Why did the European Defence Community fail, and what makes the European Armed Forces still a difficult discussion today? This is a question that needs to be analysed and understood, for while political and economic integration has advanced with a large consensus, the military problem, which should go hand in hand with the two previous issues, has always been the Achilles' tendon of the common European project.

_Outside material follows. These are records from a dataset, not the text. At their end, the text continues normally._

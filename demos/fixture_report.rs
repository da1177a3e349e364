//! Run both lookup directions over a fixture directory and print the report
//!
//! Usage: cargo run --example fixture_report [-- <fixture-dir>]
//! Set RUST_LOG=reconciliation_core=debug to see why each link was made.

use reconciliation_core::{
    utils::{validate_records, JsonFixtureSource},
    ReconciliationEngine, ReconciliationReport, RecordSource,
};
use std::path::PathBuf;
use tracing_subscriber::EnvFilter;

fn main() -> Result<(), Box<dyn std::error::Error>> {
    tracing_subscriber::fmt()
        .with_env_filter(EnvFilter::from_default_env())
        .with_target(true)
        .with_level(true)
        .init();

    let dir = std::env::args()
        .nth(1)
        .map(PathBuf::from)
        .unwrap_or_else(|| PathBuf::from(env!("CARGO_MANIFEST_DIR")).join("tests/fixtures"));

    let source = JsonFixtureSource::new(dir);
    println!("📂 Fixture directory: {}", source.dir().display());
    let transactions = source.transactions()?;
    let attachments = source.attachments()?;
    validate_records(&transactions, &attachments)?;

    let engine = ReconciliationEngine::with_config(source.load_config()?)?;
    let expected = source.load_expected()?;
    let report = ReconciliationReport::build(&engine, &transactions, &attachments, &expected)?;

    print!("{report}");
    println!(
        "{}/{} lookups as expected",
        report.passed_count(),
        report.total_count()
    );

    if !report.all_passed() {
        eprintln!(
            "❌ {} lookups in {} differ from expected.json",
            report.failures().count(),
            source.dir().display()
        );
        std::process::exit(1);
    }
    Ok(())
}
//! Utility modules

pub mod fields;
pub mod fixtures;
pub mod memory_source;
pub mod validation;

pub use fixtures::*;
pub use memory_source::*;
pub use validation::*;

There are basically two factors to take into account. The first is the existence of a larger defence community, NATO. Since 1948, NATO has been the principal military alliance of Western countries. Born to counter Soviet expansionism, the Alliance has evolved in size and objectives to its current configuration of 30 member states and a multitude of other states in the form of strategic alliances. Although NATO's primary purpose was diluted after the fall of the Berlin Wall, it has evolved with the times, remaining alert and operational all around the globe. The existence of this common, powerful and ambitious project under U.S. leadership largely obscured efforts and intentions to create a common European defence project. Why create one, overlapping, structure if the objectives were practically the same and NATO guaranteed greater logistical, military superiority and a nuclear arsenal? For decades, this has been the major argument against further European integration in the field of defence - as protection was secured but delegated.

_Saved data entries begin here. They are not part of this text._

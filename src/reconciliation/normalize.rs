//! Field normalization shared by the scorer and the matcher

use bigdecimal::BigDecimal;
use chrono::NaiveDate;
use std::collections::BTreeSet;

use crate::types::Attachment;

/// Normalized counterparty name: a set of lower-case word tokens
pub type NameTokens = BTreeSet<String>;

/// Company-form suffixes dropped from counterparty names
pub const DEFAULT_CORPORATE_SUFFIXES: [&str; 11] = [
    "oy", "oyj", "ab", "ltd", "llc", "inc", "gmbh", "ky", "tmi", "plc", "corp",
];

/// Normalize a payment reference for equality comparison
///
/// Whitespace is removed, letters are upper-cased and leading zeros are
/// stripped, so `"0000 5550"` and `"5550"` compare equal. A reference made
/// only of zeros becomes `"0"` rather than the empty string.
pub fn normalize_reference(reference: Option<&str>) -> Option<String> {
    let compact: String = reference?
        .chars()
        .filter(|c| !c.is_whitespace())
        .flat_map(char::to_uppercase)
        .collect();
    if compact.is_empty() {
        return None;
    }
    let stripped = compact.trim_start_matches('0');
    if stripped.is_empty() {
        Some("0".to_string())
    } else {
        Some(stripped.to_string())
    }
}

/// Split a counterparty name into comparable tokens
///
/// Returns `None` when nothing but punctuation or company-form suffixes remain.
pub fn normalize_name<S: AsRef<str>>(name: Option<&str>, suffixes: &[S]) -> Option<NameTokens> {
    let lowered = name?.to_lowercase();
    let tokens: NameTokens = lowered
        .split(|c: char| !c.is_alphabetic())
        .filter(|token| !token.is_empty())
        .filter(|token| !suffixes.iter().any(|suffix| suffix.as_ref() == *token))
        .map(str::to_string)
        .collect();
    (!tokens.is_empty()).then_some(tokens)
}

/// Whether two normalized names plausibly denote the same party
///
/// Either set containing the other covers exact and abbreviated forms; beyond
/// that at least `min_common_tokens` shared tokens are needed, since a single
/// common word ("trading", "services") proves little.
pub fn names_overlap(a: &NameTokens, b: &NameTokens, min_common_tokens: usize) -> bool {
    if a.is_empty() || b.is_empty() {
        return false;
    }
    a.is_subset(b) || b.is_subset(a) || a.intersection(b).count() >= min_common_tokens
}

/// The date an attachment is expected to be paid on
///
/// Preference order: due date, invoicing date, receipt date.
pub fn select_attachment_date(attachment: &Attachment) -> Option<NaiveDate> {
    let data = &attachment.data;
    data.due_date.or(data.invoicing_date).or(data.receipt_date)
}

/// Compare two amounts by magnitude within `tolerance`
pub fn amounts_close(a: &BigDecimal, b: &BigDecimal, tolerance: &BigDecimal) -> bool {
    (a.abs() - b.abs()).abs() <= *tolerance
}

/// Whether both dates are present and at most `window_days` apart
pub fn dates_close(a: Option<NaiveDate>, b: Option<NaiveDate>, window_days: i64) -> bool {
    match (a, b) {
        (Some(a), Some(b)) => (a - b).num_days().abs() <= window_days,
        _ => false,
    }
}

Another issue was the nationalism still prevalent among European states, especially in the aforementioned Gaullist France. Even today, with an ongoing and deep political, economic and, at a certain level, judicial integration, military affairs are still often seen as the last bastion of national sovereignty. In Schengen Europe, they remain for many the guarantee of those borders that fell long ago. 

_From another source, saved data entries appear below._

//! JSON fixture loading
//!
//! A fixture directory holds `transactions.json` and `attachments.json`, each
//! a JSON array, plus an optional `expected.json` mapping and an optional
//! `config.json` with matching constants.

use serde::de::DeserializeOwned;
use std::fs;
use std::path::{Path, PathBuf};

use crate::reconciliation::{ExpectedMapping, MatchConfig};
use crate::traits::*;
use crate::types::*;
use crate::utils::validation::validate_unique_ids;

pub const TRANSACTIONS_FILE: &str = "transactions.json";
pub const ATTACHMENTS_FILE: &str = "attachments.json";
pub const EXPECTED_FILE: &str = "expected.json";
pub const CONFIG_FILE: &str = "config.json";

/// Record source reading JSON files from one directory
#[derive(Debug, Clone)]
pub struct JsonFixtureSource {
    dir: PathBuf,
}

impl JsonFixtureSource {
    pub fn new(dir: impl Into<PathBuf>) -> Self {
        Self { dir: dir.into() }
    }

    pub fn dir(&self) -> &Path {
        &self.dir
    }

    /// Load the expected links used to evaluate a run
    pub fn load_expected(&self) -> ReconcileResult<ExpectedMapping> {
        read_json(&self.dir.join(EXPECTED_FILE))
    }

    /// Load matching constants, falling back to defaults when no file exists
    pub fn load_config(&self) -> ReconcileResult<MatchConfig> {
        let path = self.dir.join(CONFIG_FILE);
        if !path.exists() {
            return Ok(MatchConfig::default());
        }
        let config: MatchConfig = read_json(&path)?;
        config.validate()?;
        Ok(config)
    }
}

impl RecordSource for JsonFixtureSource {
    fn transactions(&self) -> ReconcileResult<Vec<Transaction>> {
        let transactions: Vec<Transaction> = read_json(&self.dir.join(TRANSACTIONS_FILE))?;
        validate_unique_ids(&transactions, RecordKind::Transaction)?;
        tracing::debug!(count = transactions.len(), "loaded transactions");
        Ok(transactions)
    }

    fn attachments(&self) -> ReconcileResult<Vec<Attachment>> {
        let attachments: Vec<Attachment> = read_json(&self.dir.join(ATTACHMENTS_FILE))?;
        validate_unique_ids(&attachments, RecordKind::Attachment)?;
        tracing::debug!(count = attachments.len(), "loaded attachments");
        Ok(attachments)
    }
}

fn read_json<T: DeserializeOwned>(path: &Path) -> ReconcileResult<T> {
    let contents = fs::read_to_string(path).map_err(|source| ReconcileError::Io {
        path: path.to_path_buf(),
        source,
    })?;
    serde_json::from_str(&contents).map_err(|source| ReconcileError::Parse {
        path: path.to_path_buf(),
        source,
    })
}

Other issues to take into account are the progressive detachment of the population from the armed forces (a Europe that has not seen war on its own territory in 70 years, except for the Balkans, has tended to settle into peace, nearly oblivious to wars) and its progressive ageing, with a future with fewer people of military age, and who, as we have mentioned, often have an ideological and motivational gap with previous generations with respect to the concept and utility of the military.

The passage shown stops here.